Jack Wilshere: Another extinguished talent from world football?
Jack Wilshere: can he live up to his out-of-the-world performance against Barcelona in 2011?
Hailed as a “wonder kid” whilst coming through the Arsenal academy, 23-year-old Jack Wilshere has failed to stay fit throughout a campaign since his breakthrough season at Arsenal in 2010/11. He was also named PFA Young Player of the Season for that campaign. Five years since and Wilshere has only managed about 100 appearances for the club.
Now he is once again ruled out having sustained an injury during training that has delayed his start to this year's campaign. His consistent injuries make me wonder; at the season of his retirement will he be associated with his footballing capacity or for the time he spent under treatment?
That is what brings me to ask the question. Will Arsenal's Jack Wilshere be unsuccessful at achieving his potential of being a world class player?
Gooner through and through
Gooners adore his passion, love for the club, his heart and aggression on the field. Jack Wilshere is a fan-favourite at the Emirates. Many supporters and critics would argue, saying that he already is a world class player and they are not wrong to believe so. But, Wilshere who was once the next big thing for Arsenal and England is now just another youngster with unfulfilled potential.
The Arsenal youngster had all the attributes that one would expect from Arsene Wenger's academy. He is skillful, technically gifted with an impressive range of passing, can dribble the ball well and covers a lot of ground in the midfield along with aggressive tackles that puts his name on the referee's books too.
Wilshere joined Gunners academy at the age of eight from Luton Town in 2001. Making his senior debut at 16 years and 256 days, he was deemed the next big thing to emerge out of the Gunners academy alongside Wenger's young team that would make for a brighter future at Arsenal (or at least it was perceived so). During his full debut season in the 2010/11 campaign, Wilshere made 44 starts for the club at just 17 years of age and managed to score two goals.
Naturally talented as he showed against Barcelona's best
Very much an overused talent considering he was still a youngster, and the Premier League was surely a bit excessively physical for his small body, making it extremely difficult to handle.
Before Arsenal faced Barcelona in the second leg at Camp Nou that season, the then manager Pep Guardiola praised Wilshere's ability, "Wilshere is a top player. He is an excellent player, not just Arsenal, but also for the national team." He also added that the youngster was lucky to play and claimed that the Barcelona reserve squad was filled with players matching the Englishman's potential.

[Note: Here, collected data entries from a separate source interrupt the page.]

use std::path::PathBuf;

use actix_web::{middleware, App, HttpServer};
use anyhow::{Context, Result};
use log::*;
use serde::Deserialize;
use structopt::StructOpt;

#[derive(Debug, StructOpt)]
#[structopt(name = "serve", about = "Serve the kitchen back-office.")]
struct Opt {
    /// Input file
    #[structopt(parse(from_os_str))]
    config: PathBuf,
}

#[derive(Deserialize, Debug)]
struct Config {
    #[serde(flatten)]
    kitchen: kitchen::config::Config,
    #[serde(default)]
    env_logger: kitchen::config::EnvLogger,
    listener: Listener,
}

#[derive(Deserialize, Debug)]
struct Listener {
    addr: std::net::SocketAddr,
}

fn main() -> Result<()> {
    let opt = Opt::from_args();
    let mut config: Config = kitchen::config::load(&opt.config)?;
    config.kitchen.apply_env()?;

    config.env_logger.builder().init();
    debug!("Options: {:?}", opt);

    let app = kitchen::Kitchen::new(&config.kitchen)?;
    app.setup().context("setup schema")?;

    let addr = config.listener.addr;
    actix_web::rt::System::new().block_on(async move {
        let srv = HttpServer::new(move || {
            let app = app.clone();
            App::new()
                .wrap(middleware::Logger::default())
                .configure(move |cfg| app.configure(cfg))
        })
        .bind(addr)
        .with_context(|| format!("bind {}", addr))?;
        info!("Listening on: {:?}", srv.addrs());
        srv.run().await?;
        Ok(())
    })
}
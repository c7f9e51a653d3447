use std::fmt;

use postgres::Row;
use rust_decimal::Decimal;
use serde::Serialize;

use infra::ids::{Entity, Id};

use crate::cooks::Cook;
use crate::dish_types::DishType;
use crate::ingredients::Ingredient;

/// Dish columns with the owning dish type joined in as `t`.
pub const COLUMNS: &str = "d.id, d.name, d.description, d.price, \
                           t.id AS dish_type_id, t.name AS dish_type_name";
pub const FROM: &str = "kitchen_dish d JOIN kitchen_dishtype t ON t.id = d.dish_type_id";

pub const MAX_DIGITS: u32 = 10;
pub const DECIMAL_PLACES: u32 = 2;

#[derive(Debug, Clone, PartialEq, Serialize)]
pub struct Dish {
    pub id: Id<Dish>,
    pub name: String,
    pub description: String,
    pub price: Decimal,
    pub dish_type: DishType,
}

/// Just enough of a dish to link to it.
#[derive(Debug, Clone, PartialEq, Eq, Serialize)]
pub struct DishRef {
    pub id: Id<Dish>,
    pub name: String,
}

#[derive(Debug, Clone, PartialEq, Serialize)]
pub struct DishWithCooks {
    #[serde(flatten)]
    pub dish: Dish,
    pub cooks: Vec<Cook>,
}

#[derive(Debug, Clone, PartialEq, Serialize)]
pub struct DishDetail {
    pub dish: Dish,
    pub cooks: Vec<Cook>,
    pub ingredients: Vec<Ingredient>,
}

impl Entity for Dish {
    const TABLE: &'static str = "kitchen_dish";
    const VERBOSE_NAME: &'static str = "dish";
}

impl Dish {
    pub fn from_row(row: &Row) -> Self {
        Dish {
            id: Id::new(row.get("id")),
            name: row.get("name"),
            description: row.get("description"),
            price: row.get("price"),
            dish_type: DishType {
                id: Id::new(row.get("dish_type_id")),
                name: row.get("dish_type_name"),
            },
        }
    }

    pub fn absolute_url(&self) -> String {
        format!("/dishes/{}", self.id)
    }
}

impl DishRef {
    pub fn from_row(row: &Row) -> Self {
        DishRef {
            id: Id::new(row.get("id")),
            name: row.get("name"),
        }
    }
}

impl fmt::Display for Dish {
    fn fmt(&self, f: &mut fmt::Formatter) -> fmt::Result {
        f.write_str(&self.name)
    }
}

#[cfg(test)]
mod test {
    use super::*;

    #[test]
    fn displays_its_name() {
        let dish = Dish {
            id: Id::new(4),
            name: "Borscht".into(),
            description: "Beetroot soup".into(),
            price: Decimal::new(1250, 2),
            dish_type: DishType {
                id: Id::new(1),
                name: "Soup".into(),
            },
        };
        assert_eq!(dish.to_string(), "Borscht");
        assert_eq!(dish.absolute_url(), "/dishes/4");
    }

    #[test]
    fn price_keeps_its_scale_when_serialized() {
        let json = serde_json::to_value(Decimal::new(1250, 2)).expect("to_value");
        assert_eq!(json, "12.50");
    }
}
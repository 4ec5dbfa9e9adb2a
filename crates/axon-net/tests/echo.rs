use std::{
    cell::{Cell, RefCell},
    rc::Rc,
    sync::mpsc,
    thread,
};

use axon_net::{BufferedSocket, TcpServer};
use axon_reactor::Selector;
use axon_timing::Timespan;

/// Echo server on its own thread and selector; stops after serving one
/// connection to EOF.
fn spawn_echo_server(port_tx: mpsc::Sender<u16>) -> thread::JoinHandle<()> {
    thread::spawn(move || {
        let selector = Selector::new().unwrap();
        let server = TcpServer::new();
        server.set_selector(&selector);
        let addr = server.listen("127.0.0.1:0").unwrap();
        port_tx.send(addr.port()).unwrap();

        let conns: Rc<RefCell<Vec<BufferedSocket>>> = Rc::new(RefCell::new(Vec::new()));
        let done = Rc::new(Cell::new(false));

        {
            let selector = selector.clone();
            let conns = Rc::clone(&conns);
            let done = Rc::clone(&done);
            server.connection_pending.connect(move |srv: &TcpServer| {
                while let Some((stream, _peer)) = srv.accept().unwrap() {
                    let sock = BufferedSocket::from_accepted(&selector, stream);
                    {
                        let done = Rc::clone(&done);
                        sock.input_ready.connect(move |s: &BufferedSocket| {
                            let data = s.take_input();
                            if !data.is_empty() {
                                s.write(&data).unwrap();
                            }
                            if s.eof() {
                                done.set(true);
                            } else {
                                s.begin_read().unwrap();
                            }
                        });
                    }
                    sock.begin_read().unwrap();
                    conns.borrow_mut().push(sock);
                }
            });
        }

        while !done.get() {
            selector.wait(Some(Timespan::from_secs(5))).unwrap();
        }
    })
}

#[test]
fn sync_client_roundtrip() {
    let (tx, rx) = mpsc::channel();
    let server = spawn_echo_server(tx);
    let port = rx.recv().unwrap();

    let client = BufferedSocket::unattached();
    client.connect(("127.0.0.1", port), Some(Timespan::from_secs(5))).unwrap();
    client.write(b"hello").unwrap();
    client.flush(Some(Timespan::from_secs(5))).unwrap();

    while client.input_size() < 5 {
        client.read(Some(Timespan::from_secs(5))).unwrap();
    }
    assert_eq!(client.take_input(), b"hello");

    client.close();
    server.join().unwrap();
}

#[test]
fn async_client_roundtrip() {
    let (tx, rx) = mpsc::channel();
    let server = spawn_echo_server(tx);
    let port = rx.recv().unwrap();

    let selector = Selector::new().unwrap();
    let client = BufferedSocket::new(&selector);
    let got: Rc<RefCell<Vec<u8>>> = Rc::new(RefCell::new(Vec::new()));

    client.connected.connect(move |c: &BufferedSocket| {
        c.write(b"ping pong").unwrap();
        c.begin_read().unwrap();
    });
    client.connect_failed.connect(|e| panic!("connect failed: {e}"));
    {
        let got = Rc::clone(&got);
        client.input_ready.connect(move |c: &BufferedSocket| {
            got.borrow_mut().extend_from_slice(&c.take_input());
            c.begin_read().unwrap();
        });
    }

    client.begin_connect(("127.0.0.1", port)).unwrap();
    while got.borrow().len() < 9 {
        assert!(selector.wait(Some(Timespan::from_secs(5))).unwrap());
    }
    assert_eq!(*got.borrow(), b"ping pong");

    client.close();
    server.join().unwrap();
}

#[test]
fn output_buffer_empty_fires_once_per_drain() {
    let (tx, rx) = mpsc::channel();
    let server = spawn_echo_server(tx);
    let port = rx.recv().unwrap();

    let selector = Selector::new().unwrap();
    let client = BufferedSocket::new(&selector);
    let drains = Rc::new(Cell::new(0u32));
    let echoed: Rc<RefCell<Vec<u8>>> = Rc::new(RefCell::new(Vec::new()));

    client.connected.connect(move |c: &BufferedSocket| {
        c.put(b"abc");
        c.put(b"def");
        c.write(b"ghi").unwrap();
        c.begin_read().unwrap();
    });
    {
        let drains = Rc::clone(&drains);
        client.output_buffer_empty.connect(move |_| drains.set(drains.get() + 1));
    }
    {
        let echoed = Rc::clone(&echoed);
        client.input_ready.connect(move |c: &BufferedSocket| {
            echoed.borrow_mut().extend_from_slice(&c.take_input());
            c.begin_read().unwrap();
        });
    }

    client.begin_connect(("127.0.0.1", port)).unwrap();
    while echoed.borrow().len() < 9 {
        selector.wait(Some(Timespan::from_secs(5))).unwrap();
    }

    assert_eq!(*echoed.borrow(), b"abcdefghi");
    assert_eq!(drains.get(), 1);
    assert_eq!(client.output_size(), 0);

    client.close();
    server.join().unwrap();
}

Jack Wilshere ran the midfield against that Barcelona side in 2011 Champions League fixture aged just 19 years old. It was one of the finest teenage performances. With that performance, he set the bar for himself.
With such great expectations, a string of long-term injuries soon followed, starting with the knee at the beginning of the 2011/12 campaign. The injury kept him out of action for almost 18 months. On his return to the field, the Gooners waited patiently to see the Jack Wilshere they saw in his opening campaign and they are still waiting. However, he displayed glimpses of his talent on occasions to keep hopes alive but has failed to do so consistently.
However, it is difficult to comprehend why a player with Wilshere's potential did not become what was anticipated of him. Backtracking at Guardiola's statement, possibly Wilshere was overhyped at the time only in light of the fact that he was from England.
In my belief, the midfielder could not develop much from the gifted teenager who announced his arrival to the footballing world years ago. Definitely, injuries have severely troubled his growth as a player and, at 23; he still has time on his side to live up to the expectations.
Another reason is the potential position for Wilshere in an overly crowded Arsenal midfield. In spite of Wilshere's ability to play in any position across the midfield, the Arsenal manager says, "He is not a ball-winner. I believe he is more a guy who you want to get close to the final third. To keep him deep you take a big part of his efficiency away. He is a guy who likes to penetrate when there are many people, he can provoke free-kicks, and he can create openings. It would be detrimental to his strengths in a position that is not his strength."
On the contrary, he plays as a deep-lying playmaker for his country in recent times under manager Roy Hodgson and has seen a fair amount of success in that role.
As many others in recent times, Wilshere seems to add to the list of player's regrettably traversing the path of disappointment. His fighting spirit and aggression on the pitch indicates he is a fighter and with time still on his side the hope for a turn-around to his footballing future should not be ruled out.